Activity:
For the entries below, the result should be an exact transcription of the lines from the one with "and their projection" up to and including the one with "Mutable shift by id", and only those.
***** Data to use *****
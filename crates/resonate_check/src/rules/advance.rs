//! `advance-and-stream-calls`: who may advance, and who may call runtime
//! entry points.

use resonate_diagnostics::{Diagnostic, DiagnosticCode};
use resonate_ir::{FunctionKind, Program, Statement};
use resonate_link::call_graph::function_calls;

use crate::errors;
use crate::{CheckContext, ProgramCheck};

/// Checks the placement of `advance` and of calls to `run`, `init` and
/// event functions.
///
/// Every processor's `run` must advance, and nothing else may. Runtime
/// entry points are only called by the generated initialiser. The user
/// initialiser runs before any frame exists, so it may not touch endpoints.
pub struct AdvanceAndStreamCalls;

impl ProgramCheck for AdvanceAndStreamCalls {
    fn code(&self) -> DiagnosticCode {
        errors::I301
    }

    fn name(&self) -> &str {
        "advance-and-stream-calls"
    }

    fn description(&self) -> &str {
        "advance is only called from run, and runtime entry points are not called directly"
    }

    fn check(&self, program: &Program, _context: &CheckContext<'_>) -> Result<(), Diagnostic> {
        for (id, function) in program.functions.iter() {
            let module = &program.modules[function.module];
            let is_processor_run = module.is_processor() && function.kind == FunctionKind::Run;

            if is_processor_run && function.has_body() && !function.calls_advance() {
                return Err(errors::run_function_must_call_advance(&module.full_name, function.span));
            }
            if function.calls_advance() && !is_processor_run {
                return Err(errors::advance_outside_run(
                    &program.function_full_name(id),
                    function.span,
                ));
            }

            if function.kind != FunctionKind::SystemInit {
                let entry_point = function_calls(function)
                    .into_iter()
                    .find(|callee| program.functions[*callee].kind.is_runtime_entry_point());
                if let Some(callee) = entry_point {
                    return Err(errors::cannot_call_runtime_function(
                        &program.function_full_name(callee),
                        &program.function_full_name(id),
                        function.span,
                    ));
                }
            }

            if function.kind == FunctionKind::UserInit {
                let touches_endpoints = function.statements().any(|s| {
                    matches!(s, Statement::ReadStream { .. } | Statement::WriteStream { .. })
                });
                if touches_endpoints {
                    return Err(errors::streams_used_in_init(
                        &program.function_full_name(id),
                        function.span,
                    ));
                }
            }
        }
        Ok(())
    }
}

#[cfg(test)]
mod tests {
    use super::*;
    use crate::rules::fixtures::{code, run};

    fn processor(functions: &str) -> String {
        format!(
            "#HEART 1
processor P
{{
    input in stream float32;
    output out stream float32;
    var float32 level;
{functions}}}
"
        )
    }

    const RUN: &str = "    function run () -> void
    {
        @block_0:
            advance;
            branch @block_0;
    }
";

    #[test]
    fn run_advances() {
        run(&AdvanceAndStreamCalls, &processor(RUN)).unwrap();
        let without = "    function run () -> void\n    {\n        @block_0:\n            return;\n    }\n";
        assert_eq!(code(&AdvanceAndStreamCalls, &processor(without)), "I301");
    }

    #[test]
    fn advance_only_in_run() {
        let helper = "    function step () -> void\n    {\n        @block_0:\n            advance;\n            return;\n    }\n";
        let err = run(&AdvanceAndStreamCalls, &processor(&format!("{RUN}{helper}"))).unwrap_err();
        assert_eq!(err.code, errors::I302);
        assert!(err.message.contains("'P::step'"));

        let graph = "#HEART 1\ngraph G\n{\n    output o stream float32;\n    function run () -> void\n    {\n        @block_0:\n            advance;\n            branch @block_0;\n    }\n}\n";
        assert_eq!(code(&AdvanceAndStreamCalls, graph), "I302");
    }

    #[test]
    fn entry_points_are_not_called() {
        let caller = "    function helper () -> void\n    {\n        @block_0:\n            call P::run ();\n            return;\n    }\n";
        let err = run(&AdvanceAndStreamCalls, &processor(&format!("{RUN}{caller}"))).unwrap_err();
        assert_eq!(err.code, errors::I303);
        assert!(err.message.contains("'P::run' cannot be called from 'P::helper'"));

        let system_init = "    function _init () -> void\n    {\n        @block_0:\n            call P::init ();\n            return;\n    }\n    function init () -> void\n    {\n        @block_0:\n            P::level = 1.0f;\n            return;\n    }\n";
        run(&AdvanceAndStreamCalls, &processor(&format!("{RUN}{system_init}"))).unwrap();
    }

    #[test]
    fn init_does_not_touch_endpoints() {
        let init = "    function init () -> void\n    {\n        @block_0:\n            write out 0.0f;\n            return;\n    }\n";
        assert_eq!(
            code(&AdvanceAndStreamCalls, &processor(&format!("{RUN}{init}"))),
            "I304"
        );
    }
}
*****
***** Data to use *****
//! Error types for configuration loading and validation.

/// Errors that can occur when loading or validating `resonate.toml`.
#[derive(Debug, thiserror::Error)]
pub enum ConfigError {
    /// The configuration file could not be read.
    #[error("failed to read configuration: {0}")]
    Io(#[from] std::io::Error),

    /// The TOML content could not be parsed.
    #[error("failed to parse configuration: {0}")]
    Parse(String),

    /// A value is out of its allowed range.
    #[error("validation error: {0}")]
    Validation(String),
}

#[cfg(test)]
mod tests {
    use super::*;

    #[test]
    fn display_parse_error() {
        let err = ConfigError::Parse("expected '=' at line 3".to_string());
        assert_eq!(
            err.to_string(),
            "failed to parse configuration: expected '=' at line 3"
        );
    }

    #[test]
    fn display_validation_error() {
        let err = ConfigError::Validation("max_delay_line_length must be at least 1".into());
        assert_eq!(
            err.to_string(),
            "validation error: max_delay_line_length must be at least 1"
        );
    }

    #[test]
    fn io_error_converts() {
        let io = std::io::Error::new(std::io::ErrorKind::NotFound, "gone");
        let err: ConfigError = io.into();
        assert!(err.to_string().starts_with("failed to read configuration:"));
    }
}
*****
***** Data to use *****
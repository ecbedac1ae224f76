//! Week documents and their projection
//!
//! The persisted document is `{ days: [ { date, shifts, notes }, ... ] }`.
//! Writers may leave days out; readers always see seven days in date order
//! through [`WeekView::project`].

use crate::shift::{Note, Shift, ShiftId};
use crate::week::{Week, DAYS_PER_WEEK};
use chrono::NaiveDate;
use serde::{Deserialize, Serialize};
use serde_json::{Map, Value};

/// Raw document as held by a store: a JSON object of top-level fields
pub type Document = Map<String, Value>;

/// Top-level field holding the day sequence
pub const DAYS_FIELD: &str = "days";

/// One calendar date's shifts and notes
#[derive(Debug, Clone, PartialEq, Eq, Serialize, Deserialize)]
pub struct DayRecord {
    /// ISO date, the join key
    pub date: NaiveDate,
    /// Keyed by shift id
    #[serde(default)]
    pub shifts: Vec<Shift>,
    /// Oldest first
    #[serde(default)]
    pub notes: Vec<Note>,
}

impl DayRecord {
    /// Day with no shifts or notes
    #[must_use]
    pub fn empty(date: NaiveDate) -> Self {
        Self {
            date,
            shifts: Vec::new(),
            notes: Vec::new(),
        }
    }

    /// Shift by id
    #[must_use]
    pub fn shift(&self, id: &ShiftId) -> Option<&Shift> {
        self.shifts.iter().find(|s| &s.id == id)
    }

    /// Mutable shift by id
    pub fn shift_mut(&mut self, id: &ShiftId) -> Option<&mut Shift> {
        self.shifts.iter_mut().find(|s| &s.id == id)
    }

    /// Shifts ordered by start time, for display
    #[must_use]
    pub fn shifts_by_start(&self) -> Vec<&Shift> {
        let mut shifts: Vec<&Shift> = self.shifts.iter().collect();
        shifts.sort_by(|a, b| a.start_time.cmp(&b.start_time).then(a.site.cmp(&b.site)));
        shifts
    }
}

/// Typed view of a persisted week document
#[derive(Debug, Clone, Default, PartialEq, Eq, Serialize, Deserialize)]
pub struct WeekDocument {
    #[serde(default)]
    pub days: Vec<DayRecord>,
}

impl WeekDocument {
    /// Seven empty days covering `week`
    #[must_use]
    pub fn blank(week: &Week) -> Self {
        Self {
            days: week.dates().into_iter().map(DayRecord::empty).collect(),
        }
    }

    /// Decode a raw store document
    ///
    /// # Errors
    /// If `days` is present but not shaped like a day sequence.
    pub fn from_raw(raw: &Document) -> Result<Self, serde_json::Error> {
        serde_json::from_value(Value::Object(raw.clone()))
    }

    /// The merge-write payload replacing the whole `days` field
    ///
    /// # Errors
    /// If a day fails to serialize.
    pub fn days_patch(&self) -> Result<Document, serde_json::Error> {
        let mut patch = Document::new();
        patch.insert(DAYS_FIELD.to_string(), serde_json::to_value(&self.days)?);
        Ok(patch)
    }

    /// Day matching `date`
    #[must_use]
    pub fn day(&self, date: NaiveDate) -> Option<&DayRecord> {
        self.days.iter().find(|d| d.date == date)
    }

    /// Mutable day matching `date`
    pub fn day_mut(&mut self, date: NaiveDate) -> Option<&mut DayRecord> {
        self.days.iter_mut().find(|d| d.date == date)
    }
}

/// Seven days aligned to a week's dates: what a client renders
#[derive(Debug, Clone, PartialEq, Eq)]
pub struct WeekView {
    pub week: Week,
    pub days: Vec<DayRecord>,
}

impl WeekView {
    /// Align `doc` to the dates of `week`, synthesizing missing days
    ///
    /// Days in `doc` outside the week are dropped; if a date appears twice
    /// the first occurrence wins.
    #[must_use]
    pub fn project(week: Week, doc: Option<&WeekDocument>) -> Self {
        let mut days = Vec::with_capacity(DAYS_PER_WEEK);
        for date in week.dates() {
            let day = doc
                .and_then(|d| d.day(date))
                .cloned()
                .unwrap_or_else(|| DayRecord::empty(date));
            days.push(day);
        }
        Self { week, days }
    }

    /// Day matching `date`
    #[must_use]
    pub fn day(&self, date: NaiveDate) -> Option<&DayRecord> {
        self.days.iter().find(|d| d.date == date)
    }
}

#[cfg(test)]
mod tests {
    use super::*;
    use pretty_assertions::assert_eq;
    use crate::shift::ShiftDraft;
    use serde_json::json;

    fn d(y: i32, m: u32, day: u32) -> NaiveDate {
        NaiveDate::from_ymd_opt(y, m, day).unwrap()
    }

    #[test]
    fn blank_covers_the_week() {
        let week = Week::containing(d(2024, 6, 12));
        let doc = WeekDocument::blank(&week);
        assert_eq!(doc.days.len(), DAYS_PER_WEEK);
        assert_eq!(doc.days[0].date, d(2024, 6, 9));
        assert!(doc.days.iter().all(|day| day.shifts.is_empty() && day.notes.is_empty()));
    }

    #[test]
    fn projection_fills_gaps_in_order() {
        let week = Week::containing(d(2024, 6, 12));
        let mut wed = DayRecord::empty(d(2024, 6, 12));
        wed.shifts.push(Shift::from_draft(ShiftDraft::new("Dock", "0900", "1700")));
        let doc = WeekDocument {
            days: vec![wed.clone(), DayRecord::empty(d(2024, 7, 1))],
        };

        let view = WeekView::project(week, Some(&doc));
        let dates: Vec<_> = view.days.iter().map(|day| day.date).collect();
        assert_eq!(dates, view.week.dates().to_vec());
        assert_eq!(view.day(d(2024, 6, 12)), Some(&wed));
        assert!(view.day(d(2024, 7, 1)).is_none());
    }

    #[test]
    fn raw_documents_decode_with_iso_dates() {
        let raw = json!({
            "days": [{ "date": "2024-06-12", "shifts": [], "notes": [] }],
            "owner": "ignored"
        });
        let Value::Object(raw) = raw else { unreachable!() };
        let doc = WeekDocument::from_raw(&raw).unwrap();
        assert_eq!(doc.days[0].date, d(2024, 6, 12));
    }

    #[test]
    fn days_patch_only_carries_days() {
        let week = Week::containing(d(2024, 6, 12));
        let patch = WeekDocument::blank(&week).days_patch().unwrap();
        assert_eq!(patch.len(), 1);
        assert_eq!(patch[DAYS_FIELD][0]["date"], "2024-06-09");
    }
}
*****
Response to this exercise:
//! Week documents and their projection
//!
//! The persisted document is `{ days: [ { date, shifts, notes }, ... ] }`.
//! Writers may leave days out; readers always see seven days in date order
//! through [`WeekView::project`].

use crate::shift::{Note, Shift, ShiftId};
use crate::week::{Week, DAYS_PER_WEEK};
use chrono::NaiveDate;
use serde::{Deserialize, Serialize};
use serde_json::{Map, Value};

/// Raw document as held by a store: a JSON object of top-level fields
pub type Document = Map<String, Value>;

/// Top-level field holding the day sequence
pub const DAYS_FIELD: &str = "days";

/// One calendar date's shifts and notes
#[derive(Debug, Clone, PartialEq, Eq, Serialize, Deserialize)]
pub struct DayRecord {
    /// ISO date, the join key
    pub date: NaiveDate,
    /// Keyed by shift id
    #[serde(default)]
    pub shifts: Vec<Shift>,
    /// Oldest first
    #[serde(default)]
    pub notes: Vec<Note>,
}

impl DayRecord {
    /// Day with no shifts or notes
    #[must_use]
    pub fn empty(date: NaiveDate) -> Self {
        Self {
            date,
            shifts: Vec::new(),
            notes: Vec::new(),
        }
    }

    /// Shift by id
    #[must_use]
    pub fn shift(&self, id: &ShiftId) -> Option<&Shift> {
        self.shifts.iter().find(|s| &s.id == id)
    }

    /// Mutable shift by id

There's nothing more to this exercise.